1

You normally break dialog up into separate paragraphs, but how are you supposed to format it when it's intermixed with non-dialog? Below is an example.

Is it correct to write the following exchange like so?:

"Hi," called a woman's voice.
John looked up from his work to see who it was. "Hello," he called back.

Or like so?:

"Hi," called a woman's voice.
John looked up from his work to see who it was.
"Hello," he called back.

2

2 Answers 2

2

Either is fine. Which you use is determined by the subtext you want to convey.

In your first example,

"Hi," called a woman's voice.

John looked up from his work to see who it was. "Hello," he called back.

John's action and reaction are immediate. This suggests any of these things: that he recognizes the woman, or finds she's attractive, and/or John is outgoing.
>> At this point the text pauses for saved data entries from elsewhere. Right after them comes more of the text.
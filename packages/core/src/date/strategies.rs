//! Individual parsing strategies.
//!
//! Each strategy is a pure `&str -> Option<ExtendedDate>` function that
//! normalizes whitespace itself, so any one of them can be called alone.

use std::sync::LazyLock;

use chrono::{Datelike, NaiveDate};
use regex::Regex;

use super::edtf;
use super::types::{Endpoint, ExtendedDate, Interval, PartialDate};

macro_rules! pattern {
    ($name:ident, $re:expr) => {
        #[allow(clippy::expect_used)]
        static $name: LazyLock<Regex> = LazyLock::new(|| Regex::new($re).expect("valid regex"));
    };
}

pattern!(WHITESPACE, r"\s+");
pattern!(
    MONTH_DAY_YEAR,
    r"^(0?[1-9]|1[012])[-/.](0?[1-9]|[12]\d|3[01])[-/.](\d{4})$"
);
pattern!(SHARED_PREFIX_RANGE, r"^(\d{4}(?:-\d{2})*)-(\d{2})/(\d{2})$");
pattern!(SHARED_YEAR_RANGE, r"^(\d{4})-(\d{2})-(\d{2})/(\d{2})-(\d{2})$");
pattern!(DECADE_HYPHEN, r"^(\d{3})-$");
pattern!(MONTH_YEAR, r"^(\d{1,2})[-/](\d{4})$");
pattern!(DECADE_S, r"^(\d{3})0'?s$");
pattern!(HYPHENATED_RANGE, r"^(\d{2})(\d{2})-(\d{2})$");
pattern!(ORDINAL, r"(?i)\b(\d{1,2})(?:st|nd|rd|th)\b");
pattern!(ABBREVIATION_DOT, r"([A-Za-z]{3,})\.");
pattern!(RANGE_SEPARATOR, r"(?i)\.\.|\s+(?:to|until)\s+|/");
pattern!(HYPHEN_SEPARATOR, r"-");
pattern!(YEAR_ANCHOR, r"\d{3}");
pattern!(
    LEADING_DATE,
    r"^(?:\d{3,4}|\d{1,2}[-/.]\d{1,2}[-/.]\d{4}|[A-Za-z]+\.?,?\s.*\d{3})"
);

/// Collapse runs of whitespace and trim.
#[must_use]
pub fn normalize(text: &str) -> String {
    WHITESPACE.replace_all(text.trim(), " ").into_owned()
}

/// `MM-DD-YYYY` with `-`, `/` or `.` separators.
#[must_use]
pub fn month_day_year(text: &str) -> Option<ExtendedDate> {
    let text = normalize(text);
    let caps = MONTH_DAY_YEAR.captures(&text)?;
    PartialDate::ymd(caps[3].parse().ok()?, caps[1].parse().ok()?, caps[2].parse().ok()?)
        .map(ExtendedDate::Date)
}

/// Strict EDTF after rewriting `.` separators as `-`.
#[must_use]
pub fn edtf_dotted(text: &str) -> Option<ExtendedDate> {
    let text = normalize(text);
    let text = if text.contains("..") {
        text
    } else {
        text.replace('.', "-")
    };
    edtf::parse(&text)
}

/// Intervals abbreviating the shared leading components of the end date:
/// `2014-01/03`, `2014-01-05/07`, `2014-01-05/02-03`.
#[must_use]
pub fn partial_interval(text: &str) -> Option<ExtendedDate> {
    let text = normalize(text);
    if let Some(caps) = SHARED_YEAR_RANGE.captures(&text) {
        let expanded = format!(
            "{0}-{1}-{2}/{0}-{3}-{4}",
            &caps[1], &caps[2], &caps[3], &caps[4], &caps[5]
        );
        return edtf::parse(&expanded);
    }
    let caps = SHARED_PREFIX_RANGE.captures(&text)?;
    let expanded = format!("{0}-{1}/{0}-{2}", &caps[1], &caps[2], &caps[3]);
    edtf::parse(&expanded)
}

/// `199-` as the 1990s.
#[must_use]
pub fn decade_hyphen(text: &str) -> Option<ExtendedDate> {
    let text = normalize(text);
    let caps = DECADE_HYPHEN.captures(&text)?;
    caps[1].parse().ok().map(ExtendedDate::Decade)
}

/// `MM-YYYY` as a month-precision date.
#[must_use]
pub fn month_year(text: &str) -> Option<ExtendedDate> {
    let text = normalize(text);
    let caps = MONTH_YEAR.captures(&text)?;
    PartialDate::year_month(caps[2].parse().ok()?, caps[1].parse().ok()?).map(ExtendedDate::Date)
}

/// `1990s` as the 1990s.
#[must_use]
pub fn decade_s(text: &str) -> Option<ExtendedDate> {
    let text = normalize(text);
    let caps = DECADE_S.captures(&text)?;
    caps[1].parse().ok().map(ExtendedDate::Decade)
}

/// `1995-98` as 1995 to 1998, borrowing the century of the first year.
#[must_use]
pub fn hyphenated_partial_range(text: &str) -> Option<ExtendedDate> {
    let text = normalize(text);
    let caps = HYPHENATED_RANGE.captures(&text)?;
    let century: i32 = caps[1].parse().ok()?;
    let begin: i32 = caps[2].parse().ok()?;
    let end: i32 = caps[3].parse().ok()?;
    if end <= begin {
        return None;
    }
    let from = PartialDate::year(century * 100 + begin)?;
    let to = PartialDate::year(century * 100 + end)?;
    Some(ExtendedDate::Interval(Interval::new(
        Endpoint::Date(from),
        Endpoint::Date(to),
    )))
}

const DAY_FORMATS: &[&str] = &[
    "%B %d, %Y",
    "%B %d %Y",
    "%d %B %Y",
    "%d %B, %Y",
    "%Y %B %d",
    "%A, %B %d, %Y",
    "%A %B %d %Y",
    "%Y/%m/%d",
    "%Y %m %d",
];

const MONTH_FORMATS: &[&str] = &["%B %Y", "%B, %Y", "%Y %B"];

/// Free-form single dates such as `May 5, 1990` or `June 1990`.
#[must_use]
pub fn natural_language(text: &str) -> Option<ExtendedDate> {
    let text = normalize(text);
    let text = ORDINAL.replace_all(&text, "$1");
    let text = ABBREVIATION_DOT.replace_all(&text, "$1");

    for format in DAY_FORMATS {
        if let Ok(date) = NaiveDate::parse_from_str(&text, format) {
            return PartialDate::ymd(date.year(), date.month(), date.day()).map(ExtendedDate::Date);
        }
    }
    // chrono needs a day to build a date; supply one and keep month precision
    let padded = format!("{text} 1");
    for format in MONTH_FORMATS {
        if let Ok(date) = NaiveDate::parse_from_str(&padded, &format!("{format} %d")) {
            return PartialDate::year_month(date.year(), date.month()).map(ExtendedDate::Date);
        }
    }
    None
}

/// Split on a range separator with a year-bearing value on both sides and
/// parse each side on its own. The begin side contributes its earliest
/// point and the end side its latest; a side that cannot be parsed becomes
/// an unknown endpoint.
///
/// Text that is already a well-formed EDTF interval is taken as is. `..`,
/// `/`, `to` and `until` are tried before `-`, and a split where both sides
/// parse wins over one that leaves a side unknown.
#[must_use]
pub fn interval(text: &str) -> Option<ExtendedDate> {
    let text = normalize(text);
    let whole = edtf::parse(&text).or_else(|| partial_interval(&text));
    if let Some(range) = whole.filter(|date| date.as_interval().is_some()) {
        return Some(range);
    }

    let mut half_open = None;
    for separators in [&*RANGE_SEPARATOR, &*HYPHEN_SEPARATOR] {
        for separator in separators.find_iter(&text) {
            let left = text[..separator.start()].trim();
            let right = text[separator.end()..].trim();
            if !YEAR_ANCHOR.is_match(left) || !LEADING_DATE.is_match(right) {
                continue;
            }

            let begin = super::parse(left).and_then(|d| d.first_point());
            let end = super::parse(right).and_then(|d| d.last_point());
            match (begin, end) {
                (None, None) => {}
                (Some(from), Some(to)) if from.earliest() > to.latest() => {}
                (Some(from), Some(to)) => {
                    tracing::trace!(left, right, "split date interval");
                    return Some(ExtendedDate::Interval(Interval::new(
                        Endpoint::Date(from),
                        Endpoint::Date(to),
                    )));
                }
                (from, to) => {
                    half_open = half_open.or_else(|| {
                        Some(ExtendedDate::Interval(Interval::new(
                            from.map_or(Endpoint::Unknown, Endpoint::Date),
                            to.map_or(Endpoint::Unknown, Endpoint::Date),
                        )))
                    });
                }
            }
        }
    }
    half_open
}
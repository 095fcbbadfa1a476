//! Error types for the harvester.
//!
//! Protocol and transport failures get their own variants; record parsing
//! and mapping failures from the core crate are wrapped in [`HarvesterError::Core`].

use crosswalk_core::CrosswalkError;
use thiserror::Error;

/// Main error type for the harvester library.
#[derive(Debug, Error)]
pub enum HarvesterError {
    /// Operation the protocol cannot answer cheaply.
    #[error("Unsupported operation: {0}")]
    Unsupported(String),

    /// HTTP request failed.
    #[error("HTTP request failed: {0}")]
    Http(#[from] reqwest::Error),

    /// Transient failures persisted through every retry.
    #[error("Request failed after {attempts} attempts: {message}")]
    RetriesExhausted { attempts: u32, message: String },

    /// The repository answered with something other than XML.
    #[error("Expected an XML response from {url}, got '{content_type}'")]
    ContentType { url: String, content_type: String },

    /// XML parsing failed.
    #[error("XML parsing failed: {0}")]
    XmlParse(#[from] roxmltree::Error),

    /// The repository answered with an OAI-PMH error.
    #[error("OAI-PMH error '{code}': {message}")]
    OaiProtocol { code: String, message: String },

    /// Missing required XML element.
    #[error("Missing required XML element: {element} in {context}")]
    MissingElement { element: String, context: String },

    /// Endpoint is not an absolute http(s) URL.
    #[error("Invalid endpoint URL: '{0}'")]
    InvalidEndpoint(String),

    /// Metadata prefix contains characters OAI-PMH does not allow.
    #[error("Invalid metadata prefix: '{0}'")]
    InvalidMetadataPrefix(String),

    /// Datestamp is neither YYYY-MM-DD nor YYYY-MM-DDThh:mm:ssZ.
    #[error("Invalid datestamp: '{0}'. Expected YYYY-MM-DD or YYYY-MM-DDThh:mm:ssZ")]
    InvalidDatestamp(String),

    /// Harvest source file could not be read as YAML.
    #[error("Invalid harvest source: {0}")]
    Config(#[from] serde_yaml_ng::Error),

    /// IO error.
    #[error("IO error: {0}")]
    Io(#[from] std::io::Error),

    /// Record parsing or mapping failed.
    #[error(transparent)]
    Core(#[from] CrosswalkError),
}

/// Result type alias for harvester operations.
pub type Result<T> = std::result::Result<T, HarvesterError>;
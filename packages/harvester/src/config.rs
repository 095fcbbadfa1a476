//! Configuration constants and validation functions for the harvester.

use regex::Regex;
use std::sync::LazyLock;
use url::Url;

use crate::error::{HarvesterError, Result};

/// HTTP timeout in seconds.
///
/// Large `ListRecords` pages from slow repositories can take a while.
pub const HTTP_TIMEOUT_SECS: u64 = 60;

/// User agent string identifying this harvester.
pub const USER_AGENT: &str = concat!("crosswalk-harvester/", env!("CARGO_PKG_VERSION"));

/// Maximum number of attempts for transient failures.
pub const MAX_RETRIES: u32 = 3;

/// Base delay for exponential backoff (milliseconds).
pub const RETRY_BASE_DELAY_MS: u64 = 500;

/// Longest server-requested `Retry-After` delay honoured (seconds).
pub const MAX_RETRY_AFTER_SECS: u64 = 300;

/// Metadata prefix: URL-safe unreserved characters only.
#[allow(clippy::expect_used)] // Static regex that is guaranteed to be valid
static METADATA_PREFIX_PATTERN: LazyLock<Regex> =
    LazyLock::new(|| Regex::new(r"^[A-Za-z0-9\-_.!~*'()]+$").expect("valid regex"));

/// Datestamp: day granularity or seconds granularity in UTC.
#[allow(clippy::expect_used)] // Static regex that is guaranteed to be valid
static DATESTAMP_PATTERN: LazyLock<Regex> = LazyLock::new(|| {
    Regex::new(r"^\d{4}-\d{2}-\d{2}(?:T\d{2}:\d{2}:\d{2}Z)?$").expect("valid regex")
});

/// Validate an OAI-PMH base URL.
///
/// # Examples
/// ```
/// use crosswalk_harvester::config::validate_endpoint;
///
/// assert!(validate_endpoint("https://example.org/oai").is_ok());
/// assert!(validate_endpoint("ftp://example.org/oai").is_err());
/// assert!(validate_endpoint("not a url").is_err());
/// ```
pub fn validate_endpoint(endpoint: &str) -> Result<Url> {
    let url =
        Url::parse(endpoint).map_err(|_| HarvesterError::InvalidEndpoint(endpoint.to_string()))?;
    match url.scheme() {
        "http" | "https" if url.host().is_some() => Ok(url),
        _ => Err(HarvesterError::InvalidEndpoint(endpoint.to_string())),
    }
}

/// Validate a metadata prefix such as `oai_dc` or `marc21`.
///
/// # Examples
/// ```
/// use crosswalk_harvester::config::validate_metadata_prefix;
///
/// assert!(validate_metadata_prefix("oai_dc").is_ok());
/// assert!(validate_metadata_prefix("oai dc").is_err());
/// ```
pub fn validate_metadata_prefix(prefix: &str) -> Result<()> {
    if METADATA_PREFIX_PATTERN.is_match(prefix) {
        Ok(())
    } else {
        Err(HarvesterError::InvalidMetadataPrefix(prefix.to_string()))
    }
}

/// Validate a `from`/`until` datestamp.
///
/// # Examples
/// ```
/// use crosswalk_harvester::config::validate_datestamp;
///
/// assert!(validate_datestamp("2014-06-01").is_ok());
/// assert!(validate_datestamp("2014-06-01T10:00:00Z").is_ok());
/// assert!(validate_datestamp("2014-13-01").is_err()); // Invalid month
/// ```
pub fn validate_datestamp(datestamp: &str) -> Result<()> {
    if !DATESTAMP_PATTERN.is_match(datestamp) {
        return Err(HarvesterError::InvalidDatestamp(datestamp.to_string()));
    }

    let valid = if datestamp.len() == 10 {
        chrono::NaiveDate::parse_from_str(datestamp, "%Y-%m-%d").is_ok()
    } else {
        chrono::NaiveDateTime::parse_from_str(datestamp, "%Y-%m-%dT%H:%M:%SZ").is_ok()
    };

    if valid {
        Ok(())
    } else {
        Err(HarvesterError::InvalidDatestamp(datestamp.to_string()))
    }
}

#[cfg(test)]
mod tests {
    use super::*;

    #[test]
    fn test_validate_endpoint_valid() {
        let url = validate_endpoint("http://example.org/oai/request").unwrap();
        assert_eq!(url.path(), "/oai/request");
        assert!(validate_endpoint("https://example.org").is_ok());
    }

    #[test]
    fn test_validate_endpoint_invalid() {
        assert!(validate_endpoint("").is_err());
        assert!(validate_endpoint("example.org/oai").is_err());
        assert!(validate_endpoint("file:///tmp/oai.xml").is_err());
    }

    #[test]
    fn test_validate_metadata_prefix() {
        assert!(validate_metadata_prefix("oai_dc").is_ok());
        assert!(validate_metadata_prefix("marc21").is_ok());
        assert!(validate_metadata_prefix("mods-3.5").is_ok());
        assert!(validate_metadata_prefix("").is_err());
        assert!(validate_metadata_prefix("a&b").is_err());
    }

    #[test]
    fn test_validate_datestamp_valid() {
        assert!(validate_datestamp("2014-06-01").is_ok());
        assert!(validate_datestamp("2000-02-29").is_ok());
        assert!(validate_datestamp("2014-06-01T23:59:59Z").is_ok());
    }

    #[test]
    fn test_validate_datestamp_invalid() {
        assert!(validate_datestamp("").is_err());
        assert!(validate_datestamp("2014/06/01").is_err());
        assert!(validate_datestamp("2014-6-1").is_err());
        assert!(validate_datestamp("2014-02-30").is_err());
        assert!(validate_datestamp("2014-06-01T25:00:00Z").is_err());
        assert!(validate_datestamp("2014-06-01T10:00:00").is_err());
    }
}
Your second example, with a line break between John's action and dialog:

"Hi," called a woman's voice.

John looked up from his work to see who it was.

"Hello," he called back.

implies an element of delay or pause. Does he recognize her, does he have to remember her, is he speculating if she is talking to him, maybe he hates her with the burning fury of a thousand suns.

In short, formatting of your story can have subtle influences on how people react to your story. The important word is subtle — meaning they may not get it and that is not their problem. It's a technique to sway peoples interpretations and nudge them in the direction you want them to go in to enjoy your story. That means it relies on the actual prose and dialog to have full effect.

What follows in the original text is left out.